The garbage collector is a service provided by the language (most commonly, by the virtual machine). The garbage collector's job is to identify areas of memory that are no longer in active use and make that space available for future allocation. Efficiently determining which areas of memory are in use and reclaiming the remaining memory is done in many different ways, and is an ongoing area of study.

The garbage collector may also reduce fragmentation. During program execution, objects are allocated and discarded in no particular order. Over time, this leads to active objects being scattered throughout memory, breaking up the free memory space. When the system needs to allocate a large object, there may not be enough free memory to do so, even if there is a lot of total free memory. Some garbage collectors pack the active objects together to make the maximum amount of contiguous free space.

A garbage collector must attempt to minimize its impact on the application. Common issues to be considered include:

Overhead - The amount of processing or CPU time taken by the garbage collector;
Pause time - The time (if any) that the application itself is stopped waiting for garbage collection;
Memory use - The amount of memory used to track information for the garbage collector.

How does it work?

The exact strategy used depends on the language and the strategy implemented.
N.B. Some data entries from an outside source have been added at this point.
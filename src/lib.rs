//! # LM Proxy
//!
//! A loopback-only streaming proxy for the Responses chat-completion API.
//!
//! ## Overview
//!
//! The server exposes a single streaming endpoint guarded by a per-instance
//! bearer nonce. Requests are forwarded to one of several pluggable
//! upstream endpoints, and the upstream SSE bytes are passed through to the
//! client unmodified while an identical copy is re-interpreted into a
//! structured completion record (text, tool calls, reasoning, usage) for
//! logging, telemetry, and stateful continuation.
//!
//! ## Modules
//!
//! - [`config`] - Runtime config, settings file loading, tuning flags
//! - [`endpoint`] - Chat endpoint capability traits and the HTTP upstream
//! - [`error`] - Error types and handling
//! - [`handler`] - The Responses request handler
//! - [`models`] - Generic chat model and the Responses wire schema
//! - [`server`] - Listener lifecycle and request routing
//! - [`streaming`] - SSE frame parser and completion accumulator
//! - [`transform`] - Protocol translation between the two representations
//! - [`transport`] - Byte-exact pass-through streaming

pub mod config;
pub mod endpoint;
pub mod error;
pub mod handler;
pub mod models;
pub mod server;
pub mod streaming;
pub mod transform;
pub mod transport;

pub use config::{ProxyConfig, Settings};
pub use error::{ProxyError, Result};
pub use server::LanguageModelServer;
Within Java, there are three main types of memory:

Global or static data - allocated at class load time (there being no global scope in Java), and invariant in size thereafter. Not managed by the garbage collector.
Stack allocated data - allocated locally during execution when a declaration is encountered within the scope of a function / routine / method etc. It is released when execution leaves the scope containing the declaration. Each thread will have a stack frame. These are not managed by the garbage collector.
Heap data - all objects that are dynamically allocated during execution. This is the memory managed by the garbage collector.

Heap objects in Java are created by the new operator. They are never explicitly released. Instead, the garbage collector automatically frees objects when it has determined that they are no longer referenced by the application.

Garbage collection is guaranteed to keep all accessible objects, but there are no guarantees about when, or even if, inaccessible objects will be released.

There is no official Java garbage collection technique, and the language specification does not require memory management at all. Without it, however, memory will fill and things will grind to a halt.

What are some techniques?

The most common type of garbage collector is the Tracing collector, of which there are many subtypes. An alternative strategy is to use Reference counting. Both approaches have their own challenges.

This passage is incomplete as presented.